**Dataset entries:**
+===+

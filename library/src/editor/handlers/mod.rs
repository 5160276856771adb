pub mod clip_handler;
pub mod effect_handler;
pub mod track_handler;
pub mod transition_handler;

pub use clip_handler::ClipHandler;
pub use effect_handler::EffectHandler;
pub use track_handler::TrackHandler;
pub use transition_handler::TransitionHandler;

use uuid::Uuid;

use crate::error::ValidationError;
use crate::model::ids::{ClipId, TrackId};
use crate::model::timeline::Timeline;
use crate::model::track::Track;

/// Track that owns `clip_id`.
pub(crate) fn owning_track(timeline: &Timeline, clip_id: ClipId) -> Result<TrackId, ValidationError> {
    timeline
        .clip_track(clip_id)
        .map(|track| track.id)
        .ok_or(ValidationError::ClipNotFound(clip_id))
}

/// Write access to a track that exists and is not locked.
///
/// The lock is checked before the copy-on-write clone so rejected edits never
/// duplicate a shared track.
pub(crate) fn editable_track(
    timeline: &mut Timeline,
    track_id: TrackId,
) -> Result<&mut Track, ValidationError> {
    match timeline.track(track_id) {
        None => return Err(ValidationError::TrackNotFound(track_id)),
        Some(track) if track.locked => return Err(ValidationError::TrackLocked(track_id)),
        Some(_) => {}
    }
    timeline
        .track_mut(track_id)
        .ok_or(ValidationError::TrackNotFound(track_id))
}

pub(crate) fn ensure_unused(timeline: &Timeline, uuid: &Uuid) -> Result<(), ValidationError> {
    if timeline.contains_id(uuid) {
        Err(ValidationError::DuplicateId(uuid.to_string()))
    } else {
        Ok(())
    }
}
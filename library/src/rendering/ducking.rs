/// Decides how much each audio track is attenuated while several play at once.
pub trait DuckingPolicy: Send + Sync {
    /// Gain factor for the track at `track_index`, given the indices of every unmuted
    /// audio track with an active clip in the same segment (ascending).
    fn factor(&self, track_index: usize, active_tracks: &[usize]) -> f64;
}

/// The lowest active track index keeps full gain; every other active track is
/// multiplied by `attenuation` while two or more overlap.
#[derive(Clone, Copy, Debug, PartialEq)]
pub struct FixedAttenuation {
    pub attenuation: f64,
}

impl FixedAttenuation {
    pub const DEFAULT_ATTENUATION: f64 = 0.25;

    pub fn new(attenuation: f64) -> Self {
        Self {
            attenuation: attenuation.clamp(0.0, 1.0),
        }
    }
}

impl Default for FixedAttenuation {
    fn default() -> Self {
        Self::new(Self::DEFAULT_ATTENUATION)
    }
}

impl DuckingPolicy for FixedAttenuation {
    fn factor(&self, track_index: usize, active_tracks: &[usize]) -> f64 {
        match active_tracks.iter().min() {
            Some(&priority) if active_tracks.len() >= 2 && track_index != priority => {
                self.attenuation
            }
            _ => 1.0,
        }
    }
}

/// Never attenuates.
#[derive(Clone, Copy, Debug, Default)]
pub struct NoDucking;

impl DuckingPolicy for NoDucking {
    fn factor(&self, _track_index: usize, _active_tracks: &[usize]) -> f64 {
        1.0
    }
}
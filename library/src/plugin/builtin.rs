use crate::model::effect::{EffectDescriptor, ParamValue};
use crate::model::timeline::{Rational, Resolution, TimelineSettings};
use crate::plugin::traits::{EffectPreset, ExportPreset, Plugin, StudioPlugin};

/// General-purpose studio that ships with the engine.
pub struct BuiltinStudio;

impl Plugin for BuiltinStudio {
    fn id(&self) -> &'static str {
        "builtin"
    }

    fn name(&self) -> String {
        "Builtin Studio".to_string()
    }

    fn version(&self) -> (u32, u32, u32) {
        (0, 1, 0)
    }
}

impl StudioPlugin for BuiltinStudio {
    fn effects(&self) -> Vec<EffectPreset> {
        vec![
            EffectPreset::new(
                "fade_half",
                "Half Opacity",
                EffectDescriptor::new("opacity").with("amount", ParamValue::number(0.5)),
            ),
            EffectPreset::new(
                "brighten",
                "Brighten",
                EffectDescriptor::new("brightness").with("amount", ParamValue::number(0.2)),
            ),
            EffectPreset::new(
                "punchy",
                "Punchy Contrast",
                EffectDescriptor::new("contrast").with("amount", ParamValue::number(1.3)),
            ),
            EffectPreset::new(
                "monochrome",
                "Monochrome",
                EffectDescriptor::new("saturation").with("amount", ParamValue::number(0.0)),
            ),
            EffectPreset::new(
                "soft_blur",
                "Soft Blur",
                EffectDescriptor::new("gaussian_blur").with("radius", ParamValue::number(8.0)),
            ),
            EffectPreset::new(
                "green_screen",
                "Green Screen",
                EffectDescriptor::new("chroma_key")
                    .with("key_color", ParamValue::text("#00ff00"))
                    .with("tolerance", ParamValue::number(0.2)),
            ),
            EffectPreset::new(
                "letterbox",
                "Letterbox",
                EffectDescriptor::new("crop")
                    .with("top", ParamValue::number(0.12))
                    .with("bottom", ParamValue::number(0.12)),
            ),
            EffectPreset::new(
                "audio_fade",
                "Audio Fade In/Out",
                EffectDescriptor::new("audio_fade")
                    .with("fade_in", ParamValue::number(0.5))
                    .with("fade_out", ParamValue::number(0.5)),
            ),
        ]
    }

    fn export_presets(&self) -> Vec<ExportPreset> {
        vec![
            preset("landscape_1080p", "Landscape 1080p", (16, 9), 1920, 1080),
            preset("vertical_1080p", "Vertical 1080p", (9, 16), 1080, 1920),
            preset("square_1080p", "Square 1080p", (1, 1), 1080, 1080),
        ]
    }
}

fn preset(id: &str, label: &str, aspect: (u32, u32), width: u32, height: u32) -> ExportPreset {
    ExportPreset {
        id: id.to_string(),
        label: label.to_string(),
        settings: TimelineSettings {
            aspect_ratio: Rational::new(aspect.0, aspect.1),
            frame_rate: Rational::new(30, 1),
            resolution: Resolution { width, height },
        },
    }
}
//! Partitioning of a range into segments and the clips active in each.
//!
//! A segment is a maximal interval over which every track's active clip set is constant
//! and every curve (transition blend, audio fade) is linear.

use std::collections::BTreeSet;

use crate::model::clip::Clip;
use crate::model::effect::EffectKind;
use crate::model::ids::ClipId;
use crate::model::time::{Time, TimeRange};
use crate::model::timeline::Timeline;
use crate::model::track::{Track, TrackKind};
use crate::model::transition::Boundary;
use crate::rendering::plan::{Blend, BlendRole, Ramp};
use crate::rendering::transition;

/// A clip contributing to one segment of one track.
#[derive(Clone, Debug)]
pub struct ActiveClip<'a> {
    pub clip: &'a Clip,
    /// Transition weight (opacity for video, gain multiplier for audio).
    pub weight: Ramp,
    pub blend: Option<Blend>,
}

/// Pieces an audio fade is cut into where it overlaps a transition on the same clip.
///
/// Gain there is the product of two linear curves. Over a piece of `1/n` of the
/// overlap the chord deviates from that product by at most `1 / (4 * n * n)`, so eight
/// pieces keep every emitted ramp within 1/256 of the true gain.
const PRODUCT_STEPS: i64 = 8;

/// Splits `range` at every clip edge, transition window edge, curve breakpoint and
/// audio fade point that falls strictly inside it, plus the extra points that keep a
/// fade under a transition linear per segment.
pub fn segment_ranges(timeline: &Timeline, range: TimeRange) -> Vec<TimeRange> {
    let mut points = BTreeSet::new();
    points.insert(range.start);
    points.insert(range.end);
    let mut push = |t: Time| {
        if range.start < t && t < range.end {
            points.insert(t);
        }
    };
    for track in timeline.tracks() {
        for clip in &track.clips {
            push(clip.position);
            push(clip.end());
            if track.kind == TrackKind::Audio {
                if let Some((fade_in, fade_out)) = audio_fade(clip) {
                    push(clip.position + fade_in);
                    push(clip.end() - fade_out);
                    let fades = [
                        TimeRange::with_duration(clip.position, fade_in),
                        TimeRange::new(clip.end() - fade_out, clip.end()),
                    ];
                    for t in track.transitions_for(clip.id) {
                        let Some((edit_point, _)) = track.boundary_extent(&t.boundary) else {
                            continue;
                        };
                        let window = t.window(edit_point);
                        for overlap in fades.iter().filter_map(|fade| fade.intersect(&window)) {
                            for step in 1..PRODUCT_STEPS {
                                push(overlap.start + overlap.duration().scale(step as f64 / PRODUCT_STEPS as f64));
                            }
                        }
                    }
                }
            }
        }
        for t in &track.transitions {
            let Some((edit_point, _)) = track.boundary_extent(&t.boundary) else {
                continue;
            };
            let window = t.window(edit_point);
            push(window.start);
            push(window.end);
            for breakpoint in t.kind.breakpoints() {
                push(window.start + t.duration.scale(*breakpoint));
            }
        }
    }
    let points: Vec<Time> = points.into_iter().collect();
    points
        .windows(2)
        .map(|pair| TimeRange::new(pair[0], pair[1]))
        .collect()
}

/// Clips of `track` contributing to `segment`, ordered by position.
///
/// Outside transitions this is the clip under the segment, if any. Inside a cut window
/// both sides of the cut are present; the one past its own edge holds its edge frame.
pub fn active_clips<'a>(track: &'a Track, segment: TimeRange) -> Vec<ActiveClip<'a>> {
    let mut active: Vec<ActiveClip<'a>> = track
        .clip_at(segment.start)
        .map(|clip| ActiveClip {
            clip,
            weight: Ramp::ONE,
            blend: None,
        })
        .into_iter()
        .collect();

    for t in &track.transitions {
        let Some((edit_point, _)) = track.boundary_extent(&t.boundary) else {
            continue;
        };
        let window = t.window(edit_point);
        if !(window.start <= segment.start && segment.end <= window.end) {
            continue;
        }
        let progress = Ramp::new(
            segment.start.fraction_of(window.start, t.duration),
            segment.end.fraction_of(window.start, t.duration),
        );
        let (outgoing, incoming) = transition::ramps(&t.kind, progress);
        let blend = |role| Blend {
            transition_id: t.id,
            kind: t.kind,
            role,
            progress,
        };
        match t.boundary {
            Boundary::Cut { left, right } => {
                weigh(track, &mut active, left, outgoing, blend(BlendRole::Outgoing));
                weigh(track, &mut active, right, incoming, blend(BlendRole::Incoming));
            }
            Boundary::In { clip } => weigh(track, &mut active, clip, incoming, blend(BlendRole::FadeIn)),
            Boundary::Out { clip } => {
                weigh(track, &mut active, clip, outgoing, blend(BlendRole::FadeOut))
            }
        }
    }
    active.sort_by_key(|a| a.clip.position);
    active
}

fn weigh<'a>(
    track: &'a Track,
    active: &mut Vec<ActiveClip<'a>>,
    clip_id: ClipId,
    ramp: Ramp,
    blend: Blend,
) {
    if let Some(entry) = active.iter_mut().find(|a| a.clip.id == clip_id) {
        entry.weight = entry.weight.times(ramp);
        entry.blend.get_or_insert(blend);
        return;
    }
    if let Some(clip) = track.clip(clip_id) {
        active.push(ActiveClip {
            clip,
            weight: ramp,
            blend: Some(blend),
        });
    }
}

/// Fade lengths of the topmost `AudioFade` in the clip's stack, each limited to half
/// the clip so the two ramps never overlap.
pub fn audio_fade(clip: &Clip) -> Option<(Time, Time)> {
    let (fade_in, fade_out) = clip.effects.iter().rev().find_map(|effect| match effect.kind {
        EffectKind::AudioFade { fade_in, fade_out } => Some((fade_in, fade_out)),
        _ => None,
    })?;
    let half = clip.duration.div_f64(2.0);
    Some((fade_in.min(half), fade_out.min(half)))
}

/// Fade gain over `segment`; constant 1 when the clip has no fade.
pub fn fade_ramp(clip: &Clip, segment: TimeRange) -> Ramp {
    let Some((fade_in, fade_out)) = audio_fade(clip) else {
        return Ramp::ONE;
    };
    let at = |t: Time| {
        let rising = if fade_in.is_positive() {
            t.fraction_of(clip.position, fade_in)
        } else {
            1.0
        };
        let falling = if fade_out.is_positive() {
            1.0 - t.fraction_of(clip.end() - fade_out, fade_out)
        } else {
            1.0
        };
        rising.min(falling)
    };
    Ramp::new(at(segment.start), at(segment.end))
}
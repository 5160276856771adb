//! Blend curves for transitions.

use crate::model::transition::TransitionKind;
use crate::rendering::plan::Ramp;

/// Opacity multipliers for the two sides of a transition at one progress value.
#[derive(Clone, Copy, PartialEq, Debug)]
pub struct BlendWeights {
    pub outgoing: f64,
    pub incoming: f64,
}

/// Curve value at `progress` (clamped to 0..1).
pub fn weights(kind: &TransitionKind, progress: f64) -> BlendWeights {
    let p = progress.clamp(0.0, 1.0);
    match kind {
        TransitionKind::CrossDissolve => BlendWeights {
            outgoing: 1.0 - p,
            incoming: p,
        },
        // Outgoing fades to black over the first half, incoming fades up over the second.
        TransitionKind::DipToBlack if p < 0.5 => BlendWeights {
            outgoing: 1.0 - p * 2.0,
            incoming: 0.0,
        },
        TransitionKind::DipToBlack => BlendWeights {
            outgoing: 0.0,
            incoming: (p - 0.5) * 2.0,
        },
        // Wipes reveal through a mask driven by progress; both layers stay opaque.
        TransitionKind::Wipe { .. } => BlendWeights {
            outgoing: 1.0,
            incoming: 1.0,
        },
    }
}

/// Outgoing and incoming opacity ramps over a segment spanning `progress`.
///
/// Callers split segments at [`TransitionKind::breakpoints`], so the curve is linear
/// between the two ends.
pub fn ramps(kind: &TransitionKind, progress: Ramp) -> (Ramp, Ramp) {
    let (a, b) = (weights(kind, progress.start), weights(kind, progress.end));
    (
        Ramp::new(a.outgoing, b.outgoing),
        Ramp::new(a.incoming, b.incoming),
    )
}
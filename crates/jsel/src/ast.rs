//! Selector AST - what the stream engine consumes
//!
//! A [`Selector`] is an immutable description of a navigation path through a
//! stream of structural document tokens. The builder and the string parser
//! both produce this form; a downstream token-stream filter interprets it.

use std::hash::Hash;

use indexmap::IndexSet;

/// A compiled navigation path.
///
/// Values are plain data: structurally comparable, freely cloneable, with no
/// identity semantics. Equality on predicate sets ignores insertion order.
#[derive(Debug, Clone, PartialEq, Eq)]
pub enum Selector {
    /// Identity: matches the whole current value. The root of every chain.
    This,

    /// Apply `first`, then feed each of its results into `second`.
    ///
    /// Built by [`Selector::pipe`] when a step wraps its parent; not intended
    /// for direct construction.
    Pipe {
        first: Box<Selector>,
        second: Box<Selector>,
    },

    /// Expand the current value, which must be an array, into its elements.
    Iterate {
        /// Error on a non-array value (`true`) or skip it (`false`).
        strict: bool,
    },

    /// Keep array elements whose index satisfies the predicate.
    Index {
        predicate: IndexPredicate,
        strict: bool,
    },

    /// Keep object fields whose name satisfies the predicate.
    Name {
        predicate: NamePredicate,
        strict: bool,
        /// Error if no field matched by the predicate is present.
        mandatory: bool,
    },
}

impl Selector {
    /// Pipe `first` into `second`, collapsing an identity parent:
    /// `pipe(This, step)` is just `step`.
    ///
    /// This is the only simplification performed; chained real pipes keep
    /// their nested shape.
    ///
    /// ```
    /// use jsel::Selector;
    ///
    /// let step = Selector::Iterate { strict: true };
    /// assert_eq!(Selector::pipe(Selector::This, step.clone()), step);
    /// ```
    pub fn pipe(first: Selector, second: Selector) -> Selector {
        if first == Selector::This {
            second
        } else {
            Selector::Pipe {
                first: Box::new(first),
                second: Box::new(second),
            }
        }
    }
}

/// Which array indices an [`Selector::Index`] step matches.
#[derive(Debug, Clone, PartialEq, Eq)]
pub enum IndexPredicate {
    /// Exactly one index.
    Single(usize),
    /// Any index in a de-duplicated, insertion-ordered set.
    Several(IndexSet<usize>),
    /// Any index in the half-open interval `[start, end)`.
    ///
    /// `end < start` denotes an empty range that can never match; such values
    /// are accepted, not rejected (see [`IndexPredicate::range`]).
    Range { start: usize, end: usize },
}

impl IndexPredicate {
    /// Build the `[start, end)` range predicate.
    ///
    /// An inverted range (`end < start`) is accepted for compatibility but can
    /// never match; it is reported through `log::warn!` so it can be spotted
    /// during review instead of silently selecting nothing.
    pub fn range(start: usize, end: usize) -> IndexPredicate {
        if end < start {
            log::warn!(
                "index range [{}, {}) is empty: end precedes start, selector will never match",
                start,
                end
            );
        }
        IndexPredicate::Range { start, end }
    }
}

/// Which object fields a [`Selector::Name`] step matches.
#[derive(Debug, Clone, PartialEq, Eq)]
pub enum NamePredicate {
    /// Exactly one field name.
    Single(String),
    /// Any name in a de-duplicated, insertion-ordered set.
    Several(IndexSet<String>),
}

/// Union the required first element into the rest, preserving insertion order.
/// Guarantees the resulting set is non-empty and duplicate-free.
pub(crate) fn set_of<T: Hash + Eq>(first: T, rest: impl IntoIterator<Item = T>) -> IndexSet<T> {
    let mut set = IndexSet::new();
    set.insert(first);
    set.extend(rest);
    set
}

+===+

**WHAT IS EXPECTED:**
Using the records above, restate word for word the lines from the one with "use std::hash::Hash;" through the one with "predicate is present.", both included.

**EXERCISE SOLUTION:**
use std::hash::Hash;

use indexmap::IndexSet;

/// A compiled navigation path.
///
/// Values are plain data: structurally comparable, freely cloneable, with no
/// identity semantics. Equality on predicate sets ignores insertion order.
#[derive(Debug, Clone, PartialEq, Eq)]
pub enum Selector {
    /// Identity: matches the whole current value. The root of every chain.
    This,

    /// Apply `first`, then feed each of its results into `second`.
    ///
    /// Built by [`Selector::pipe`] when a step wraps its parent; not intended
    /// for direct construction.
    Pipe {
        first: Box<Selector>,
        second: Box<Selector>,
    },

    /// Expand the current value, which must be an array, into its elements.
    Iterate {
        /// Error on a non-array value (`true`) or skip it (`false`).
        strict: bool,
    },

    /// Keep array elements whose index satisfies the predicate.
    Index {
        predicate: IndexPredicate,
        strict: bool,
    },

    /// Keep object fields whose name satisfies the predicate.
    Name {
        predicate: NamePredicate,
        strict: bool,
        /// Error if no field matched by the predicate is present.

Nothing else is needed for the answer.